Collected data
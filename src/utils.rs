//! Small path and process helpers shared across modules, grounded on the
//! model runtime's own `utils.rs` (`PathBufExt`, `TempDir` test fixture).

use std::path::{Path, PathBuf};

use nix::unistd::Pid;

pub trait PathBufExt {
    fn join_safely<P: AsRef<Path>>(&self, p: P) -> PathBuf;
}

impl PathBufExt for Path {
    /// Joins a path the way `pivot_root` targets need: an absolute `p` is
    /// treated as relative to `self` instead of replacing it outright, which
    /// is what plain [`Path::join`] would do.
    fn join_safely<P: AsRef<Path>>(&self, p: P) -> PathBuf {
        let p = p.as_ref();
        if p.is_absolute() {
            self.join(p.strip_prefix("/").unwrap_or(p))
        } else {
            self.join(p)
        }
    }
}

/// True if `pid` names a process currently alive (`kill(pid, 0)`).
pub fn pid_alive(pid: Pid) -> bool {
    nix::sys::signal::kill(pid, None).is_ok()
}

#[cfg(test)]
pub mod test_fixture {
    use std::path::{Path, PathBuf};
    use tempfile::TempDir;

    /// Thin wrapper bundling a `TempDir` with convenient path joins, mirroring
    /// the model runtime's own test fixture of the same shape.
    pub struct TestDir {
        dir: TempDir,
    }

    impl TestDir {
        pub fn new() -> Self {
            TestDir {
                dir: TempDir::new().expect("failed to create tempdir"),
            }
        }

        pub fn path(&self) -> &Path {
            self.dir.path()
        }

        pub fn join(&self, p: &str) -> PathBuf {
            self.dir.path().join(p)
        }
    }
}

#[cfg(test)]
mod tests {
    use super::*;

    #[test]
    fn join_safely_treats_absolute_as_relative() {
        let base = Path::new("/tmp/root");
        assert_eq!(base.join_safely("/etc/hosts"), PathBuf::from("/tmp/root/etc/hosts"));
        assert_eq!(base.join_safely("etc/hosts"), PathBuf::from("/tmp/root/etc/hosts"));
    }
}
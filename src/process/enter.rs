//! `enter`/`run` (§4.6): open all four namespace FDs before any `setns`,
//! enter them, fork a child that allocates a private PTY and hands the
//! master back to this host process via `SCM_RIGHTS`, then execs a shell
//! (or the given command) in a PID-1-of-its-own-fork-tree position.

use std::ffi::CString;
use std::os::unix::io::RawFd;
use std::path::Path;

use nix::sys::socket::{self, ControlMessage, ControlMessageOwned, MsgFlags};
use nix::sys::uio::IoVec;
use nix::unistd::{execv, fork, setsid, ForkResult, Pid};

use crate::error::{DsError, Result};
use crate::namespaces::{enter_namespaces, open_namespace_fds};
use crate::syscall::Syscall;
use crate::tty::{allocate_pty, make_raw, proxy_loop, set_controlling};

const SHELL_CANDIDATES: &[&str] = &["/bin/bash", "/bin/ash", "/bin/sh"];

pub struct EnterRequest<'a> {
    pub pid: Pid,
    pub user: Option<&'a str>,
    pub cmd: Option<&'a [String]>,
}

/// Runs the full `enter`/`run` sequence from the host parent's perspective:
/// namespace entry happens in a forked child (so the caller's own PID
/// namespace view is untouched), the child sends its PTY master back over a
/// Unix socket pair, and this process proxies the terminal until the guest
/// shell exits.
pub fn run(syscall: &dyn Syscall, req: &EnterRequest<'_>) -> Result<()> {
    let fds = open_namespace_fds(req.pid)?;

    let (host_sock, child_sock) = socket::socketpair(
        socket::AddressFamily::Unix,
        socket::SockType::Stream,
        None,
        socket::SockFlag::empty(),
    )
    .map_err(DsError::Errno)?;

    match unsafe { fork() }.map_err(DsError::Errno)? {
        ForkResult::Parent { child } => {
            let _ = nix::unistd::close(child_sock);
            let master = receive_master_fd(host_sock)?;
            let _ = nix::unistd::close(host_sock);

            let raw_guard = make_raw(0)?;
            let result = proxy_loop(master, child);
            drop(raw_guard);
            result
        }
        ForkResult::Child => {
            let _ = nix::unistd::close(host_sock);
            match enter_and_exec(syscall, &fds, child_sock, req) {
                Ok(never) => match never {},
                Err(e) => {
                    log::error!("enter: {}", e);
                    std::process::exit(1);
                }
            }
        }
    }
}

fn enter_and_exec(
    syscall: &dyn Syscall,
    fds: &[(nix::sched::CloneFlags, i32)],
    child_sock: RawFd,
    req: &EnterRequest<'_>,
) -> Result<std::convert::Infallible> {
    enter_namespaces(syscall, fds)?;

    // A fresh PTY inside the container's own devpts instance, so `tty`/`ps`
    // report container-local paths.
    let pty = allocate_pty()?;
    send_master_fd(child_sock, pty.master)?;
    let _ = nix::unistd::close(child_sock);

    // This process is the first to hold a PID inside the target namespace,
    // but its own parent (the setns caller) has none there, so anything it
    // execs directly would show up with a PPID of 0. Become session leader
    // and claim the controlling terminal here, then fork once more and exit
    // immediately: the grandchild gets reparented to the container's actual
    // init and execs from that clean position, so `ps` inside the container
    // reports it the same way it reports any other init-spawned process.
    setsid().map_err(DsError::Errno)?;
    set_controlling(pty.slave)?;

    match unsafe { fork() }.map_err(DsError::Errno)? {
        ForkResult::Parent { .. } => std::process::exit(0),
        ForkResult::Child => {
            nix::unistd::dup2(pty.slave, 0).map_err(DsError::Errno)?;
            nix::unistd::dup2(pty.slave, 1).map_err(DsError::Errno)?;
            nix::unistd::dup2(pty.slave, 2).map_err(DsError::Errno)?;

            exec_shell_or_command(req)
        }
    }
}

fn exec_shell_or_command(req: &EnterRequest<'_>) -> Result<std::convert::Infallible> {
    if let Some(cmd) = req.cmd {
        return exec_command(cmd);
    }
    if let Some(user) = req.user {
        let su = CString::new("/bin/su").unwrap();
        let args = [
            su.clone(),
            CString::new("-l").unwrap(),
            CString::new(user).unwrap(),
        ];
        if let Ok(never) = execv(&su, &args) {
            match never {}
        }
    }
    for shell in SHELL_CANDIDATES {
        let path = Path::new(shell);
        if !path.exists() {
            continue;
        }
        let c_path = CString::new(*shell).unwrap();
        if let Ok(never) = execv(&c_path, &[c_path.clone()]) {
            match never {}
        }
    }
    Err(DsError::InitExecFailed(std::path::PathBuf::from("/bin/sh")))
}

/// If `cmd` contains whitespace and was passed as a single argument, it is
/// wrapped with `/bin/sh -c`.
fn exec_command(cmd: &[String]) -> Result<std::convert::Infallible> {
    let joined = cmd.join(" ");
    let sh = CString::new("/bin/sh").unwrap();
    let args = if cmd.len() == 1 && cmd[0].contains(char::is_whitespace) {
        vec![sh.clone(), CString::new("-c").unwrap(), CString::new(cmd[0].as_str()).unwrap()]
    } else {
        vec![sh.clone(), CString::new("-c").unwrap(), CString::new(joined).unwrap()]
    };
    execv(&sh, &args).map_err(DsError::Errno)
}

/// Sends the PTY master fd as `SCM_RIGHTS` ancillary data, treating the
/// send as a single atomic handoff — the fd is only this process's to keep
/// if the send fails.
fn send_master_fd(sock: RawFd, master: RawFd) -> Result<()> {
    let iov = [IoVec::from_slice(b"m")];
    let fds = [master];
    let cmsg = ControlMessage::ScmRights(&fds);
    socket::sendmsg(sock, &iov, &[cmsg], MsgFlags::empty(), None).map_err(DsError::Errno)?;
    Ok(())
}

fn receive_master_fd(sock: RawFd) -> Result<RawFd> {
    let mut buf = [0u8; 1];
    let mut cmsg_buf = nix::cmsg_space!([RawFd; 1]);
    let iov = [IoVec::from_mut_slice(&mut buf)];
    let msg = socket::recvmsg(sock, &iov, Some(&mut cmsg_buf), MsgFlags::empty()).map_err(DsError::Errno)?;

    for cmsg in msg.cmsgs() {
        if let ControlMessageOwned::ScmRights(fds) = cmsg {
            if let Some(&fd) = fds.first() {
                return Ok(fd);
            }
        }
    }
    Err(DsError::PtyAllocFailed)
}
//! Logging, grounded on the model runtime's own `log::Log` implementation:
//! a single global logger choosing between stderr and an optional log file,
//! level controlled by an environment variable rather than a CLI flag alone
//! so that it can be raised without touching argv when debugging a boot
//! that is already failing before argument parsing completes.

use std::env;
use std::fs::OpenOptions;
use std::io::{stderr, Write};
use std::path::PathBuf;
use std::str::FromStr;

use anyhow::Result;
use log::{LevelFilter, Log, Metadata, Record};
use once_cell::sync::OnceCell;
use std::fs::File;
use std::sync::Mutex;

static LOGGER: OnceCell<DsLogger> = OnceCell::new();

pub fn init(log_file: Option<PathBuf>) -> Result<()> {
    let level_filter = env::var("DROIDSPACES_LOG")
        .ok()
        .and_then(|s| LevelFilter::from_str(&s).ok())
        .unwrap_or(LevelFilter::Warn);

    let file = match log_file {
        Some(path) => Some(
            OpenOptions::new()
                .create(true)
                .append(true)
                .open(&path)?,
        ),
        None => None,
    };

    let logger = LOGGER.get_or_init(|| DsLogger {
        level: level_filter,
        file: Mutex::new(file),
    });
    log::set_logger(logger)
        .map(|()| log::set_max_level(level_filter))
        .expect("logger already installed");

    Ok(())
}

struct DsLogger {
    level: LevelFilter,
    file: Mutex<Option<File>>,
}

impl Log for DsLogger {
    fn enabled(&self, metadata: &Metadata) -> bool {
        metadata.level() <= self.level
    }

    fn log(&self, record: &Record) {
        if !self.enabled(record.metadata()) {
            return;
        }

        let now = chrono::Local::now().to_rfc3339();
        let line = match (record.level() >= log::Level::Debug, record.file(), record.line()) {
            (true, Some(file), Some(line)) => {
                format!("[{} {} {}:{}] {}", record.level(), now, file, line, record.args())
            }
            _ => format!("[{} {}] {}", record.level(), now, record.args()),
        };

        let mut guard = self.file.lock().unwrap();
        match guard.as_mut() {
            Some(f) => {
                let _ = writeln!(f, "{}", line);
            }
            None => {
                let _ = writeln!(stderr(), "{}", line);
            }
        }
    }

    fn flush(&self) {
        let mut guard = self.file.lock().unwrap();
        match guard.as_mut() {
            Some(f) => {
                let _ = f.flush();
            }
            None => {
                let _ = stderr().flush();
            }
        }
    }
}
//! Typed error kinds for the container runtime core.
//!
//! Every fallible primitive in this crate returns `Result<T, DsError>` (or
//! `Result<T, nix::errno::Errno>` at the lowest syscall layer, converted up
//! through `From`). The CLI layer in `main` maps `DsError` to the exit codes
//! of the external interface.

use std::path::PathBuf;

use nix::errno::Errno;
use thiserror::Error;

#[derive(Error, Debug)]
pub enum DsError {
    #[error("must run as root")]
    NotRoot,

    #[error("kernel is missing required feature: {0}")]
    MissingKernelFeature(String),

    #[error("a container named {0:?} is already running")]
    NameConflict(String),

    #[error("--name is required when --rootfs-img is used")]
    NameMissingForImage,

    #[error("invalid arguments: {0}")]
    InvalidArgs(String),

    #[error("rootfs not found: {0:?}")]
    RootfsNotFound(PathBuf),

    #[error("image is corrupt and could not be repaired: {0:?}")]
    ImageCorrupt(PathBuf),

    #[error("overlay lowerdir filesystem {fs} does not support overlayfs; use an image-based rootfs instead")]
    OverlayLowerdirUnsupported { fs: String },

    #[error("mount failed: target={target:?} errno={errno}")]
    MountFailed { target: PathBuf, errno: Errno },

    #[error("failed to allocate a pseudo-terminal")]
    PtyAllocFailed,

    #[error("fork failed: {0}")]
    ForkFailed(Errno),

    #[error("pivot_root failed: errno={errno}")]
    PivotFailed { errno: Errno },

    #[error("exec of {0:?} failed")]
    InitExecFailed(PathBuf),

    #[error("stale state at {0:?}")]
    StaleState(PathBuf),

    #[error("timed out during {0}")]
    Timeout(String),

    #[error("container {0:?} is not running")]
    NotRunning(String),

    #[error("io error: {0}")]
    Io(#[from] std::io::Error),

    #[error("{0}")]
    Errno(#[from] Errno),
}

pub type Result<T> = std::result::Result<T, DsError>;

/// Maps a [`DsError`] onto the exit codes documented in the external
/// interface: 1 generic, 2 invalid arguments, 3 missing kernel capability,
/// 4 already-running / not-running.
pub fn exit_code(err: &DsError) -> i32 {
    match err {
        DsError::InvalidArgs(_) | DsError::NameMissingForImage => 2,
        DsError::Io(e) if e.kind() == std::io::ErrorKind::InvalidInput || e.kind() == std::io::ErrorKind::InvalidData => 2,
        DsError::MissingKernelFeature(_) | DsError::OverlayLowerdirUnsupported { .. } => 3,
        DsError::NameConflict(_) | DsError::NotRunning(_) => 4,
        _ => 1,
    }
}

*What you should do*: Across the entries above, find each line with the word "grounded" and please copy it out.

*Answer*:
//! Small path and process helpers shared across modules, grounded on the
//! Logging, grounded on the model runtime's own `log::Log` implementation:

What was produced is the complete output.